◆ **TRY IT**:
Here is the task for the records below: repeat exactly the lines from the one with "NaiveDate::from_ymd_opt(y, m, d).unwrap()" to the one with "assert_eq!(d, ymd(2026, 10, 14));", both included, and nothing else.

◆ **DATA SHOWN**:
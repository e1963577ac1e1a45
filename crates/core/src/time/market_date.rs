use anyhow::Context;
use chrono::{DateTime, Datelike, Duration, FixedOffset, NaiveDate, Timelike, Utc};
use serde::{Deserialize, Serialize};
use std::collections::HashSet;
use std::fmt;
use std::str::FromStr;

#[derive(Debug, Clone, Copy, PartialEq, Eq, Default, Serialize, Deserialize)]
#[serde(rename_all = "UPPERCASE")]
pub enum Market {
    #[default]
    Jp,
    Us,
}

impl Market {
    // US offset ignores daylight saving; the cutoff leaves enough slack either way.
    fn utc_offset_secs(&self) -> i32 {
        match self {
            Market::Jp => 9 * 3600,
            Market::Us => -5 * 3600,
        }
    }

    /// Local (hour, minute) after which today's close is considered final.
    fn close_cutoff(&self) -> (u32, u32) {
        match self {
            Market::Jp => (16, 0),
            Market::Us => (17, 0),
        }
    }

    /// Fixed-date exchange holidays. Movable ones come from `MARKET_HOLIDAYS`.
    fn fixed_holidays(&self, year: i32) -> Vec<NaiveDate> {
        let days: &[(u32, u32)] = match self {
            Market::Jp => &[(1, 1), (1, 2), (1, 3), (12, 31)],
            Market::Us => &[(1, 1), (7, 4), (12, 25)],
        };
        days.iter()
            .filter_map(|&(m, d)| NaiveDate::from_ymd_opt(year, m, d))
            .collect()
    }
}

impl fmt::Display for Market {
    fn fmt(&self, f: &mut fmt::Formatter<'_>) -> fmt::Result {
        match self {
            Market::Jp => f.write_str("JP"),
            Market::Us => f.write_str("US"),
        }
    }
}

impl FromStr for Market {
    type Err = anyhow::Error;

    fn from_str(s: &str) -> Result<Self, Self::Err> {
        match s.trim().to_ascii_uppercase().as_str() {
            "JP" => Ok(Market::Jp),
            "US" => Ok(Market::Us),
            other => anyhow::bail!("unsupported market {other:?} (expected JP or US)"),
        }
    }
}

/// Market date a run reports on.
///
/// An explicit `YYYY-MM-DD` wins. Otherwise take the market-local date, step
/// back a day if the close cutoff has not passed, then skip weekends and
/// holidays.
pub fn resolve_as_of_date(
    as_of_date_arg: Option<&str>,
    market: Market,
    now_utc: DateTime<Utc>,
) -> anyhow::Result<NaiveDate> {
    resolve_with_holidays(as_of_date_arg, market, now_utc, &extra_holidays_from_env())
}

fn resolve_with_holidays(
    as_of_date_arg: Option<&str>,
    market: Market,
    now_utc: DateTime<Utc>,
    extra_holidays: &HashSet<NaiveDate>,
) -> anyhow::Result<NaiveDate> {
    if let Some(s) = as_of_date_arg {
        return NaiveDate::parse_from_str(s, "%Y-%m-%d")
            .with_context(|| format!("invalid as-of date {s:?} (expected YYYY-MM-DD)"));
    }

    let offset = FixedOffset::east_opt(market.utc_offset_secs()).context("invalid market offset")?;
    let now_local = now_utc.with_timezone(&offset);

    let mut date = now_local.date_naive();
    if (now_local.hour(), now_local.minute()) < market.close_cutoff() {
        date -= Duration::days(1);
    }

    while is_weekend(date)
        || extra_holidays.contains(&date)
        || market.fixed_holidays(date.year()).contains(&date)
    {
        date -= Duration::days(1);
    }

    Ok(date)
}

fn is_weekend(date: NaiveDate) -> bool {
    matches!(date.weekday(), chrono::Weekday::Sat | chrono::Weekday::Sun)
}

// MARKET_HOLIDAYS="YYYY-MM-DD,YYYY-MM-DD"; unparseable entries are skipped.
fn extra_holidays_from_env() -> HashSet<NaiveDate> {
    std::env::var("MARKET_HOLIDAYS")
        .map(|s| parse_holidays(&s))
        .unwrap_or_default()
}

fn parse_holidays(s: &str) -> HashSet<NaiveDate> {
    s.split(',')
        .map(str::trim)
        .filter(|p| !p.is_empty())
        .filter_map(|p| NaiveDate::parse_from_str(p, "%Y-%m-%d").ok())
        .collect()
}

#[cfg(test)]
mod tests {
    use super::*;
    use chrono::TimeZone;

    fn ymd(y: i32, m: u32, d: u32) -> NaiveDate {
        NaiveDate::from_ymd_opt(y, m, d).unwrap()
    }

    #[test]
    fn explicit_date_wins() {
        let now = Utc.with_ymd_and_hms(2026, 10, 18, 0, 0, 0).unwrap();
        let d = resolve_with_holidays(Some("2026-10-14"), Market::Jp, now, &HashSet::new()).unwrap();
        assert_eq!(d, ymd(2026, 10, 14));
        assert!(resolve_with_holidays(Some("14/10/2026"), Market::Jp, now, &HashSet::new()).is_err());
    }

    #[test]
    fn jp_uses_same_day_after_cutoff() {
        // 2026-10-16 08:00 UTC = 17:00 JST, Friday.
        let now = Utc.with_ymd_and_hms(2026, 10, 16, 8, 0, 0).unwrap();
        let d = resolve_with_holidays(None, Market::Jp, now, &HashSet::new()).unwrap();
        assert_eq!(d, ymd(2026, 10, 16));
    }

    #[test]
    fn jp_rolls_back_before_cutoff_and_over_weekend() {
        // 2026-10-19 05:00 UTC = 14:00 JST Monday; previous day is Sunday.
        let now = Utc.with_ymd_and_hms(2026, 10, 19, 5, 0, 0).unwrap();
        let d = resolve_with_holidays(None, Market::Jp, now, &HashSet::new()).unwrap();
        assert_eq!(d, ymd(2026, 10, 16));
    }

    #[test]
    fn us_local_date_lags_utc() {
        // 2026-10-17 02:00 UTC = 2026-10-16 21:00 US Eastern (fixed -5).
        let now = Utc.with_ymd_and_hms(2026, 10, 17, 2, 0, 0).unwrap();
        let d = resolve_with_holidays(None, Market::Us, now, &HashSet::new()).unwrap();
        assert_eq!(d, ymd(2026, 10, 16));
    }

    #[test]
    fn skips_fixed_and_configured_holidays() {
        // 2027-01-04 08:00 UTC = 17:00 JST Monday; Jan 1-3 are closed, Dec 31 too.
        let now = Utc.with_ymd_and_hms(2027, 1, 4, 8, 0, 0).unwrap();
        let extra = parse_holidays("2027-01-04, bogus,");
        let d = resolve_with_holidays(None, Market::Jp, now, &extra).unwrap();
        assert_eq!(d, ymd(2026, 12, 30));
    }

    #[test]
    fn parses_market_names() {
        assert_eq!("jp".parse::<Market>().unwrap(), Market::Jp);
        assert_eq!(" US ".parse::<Market>().unwrap(), Market::Us);
        assert!("KR".parse::<Market>().is_err());
        assert_eq!(serde_json::to_value(Market::Us).unwrap(), serde_json::json!("US"));
    }
}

◆ **ANSWER TO THE PROBLEM**:
        NaiveDate::from_ymd_opt(y, m, d).unwrap()
    }

    #[test]
    fn explicit_date_wins() {
        let now = Utc.with_ymd_and_hms(2026, 10, 18, 0, 0, 0).unwrap();
        let d = resolve_with_holidays(Some("2026-10-14"), Market::Jp, now, &HashSet::new()).unwrap();
        assert_eq!(d, ymd(2026, 10, 14));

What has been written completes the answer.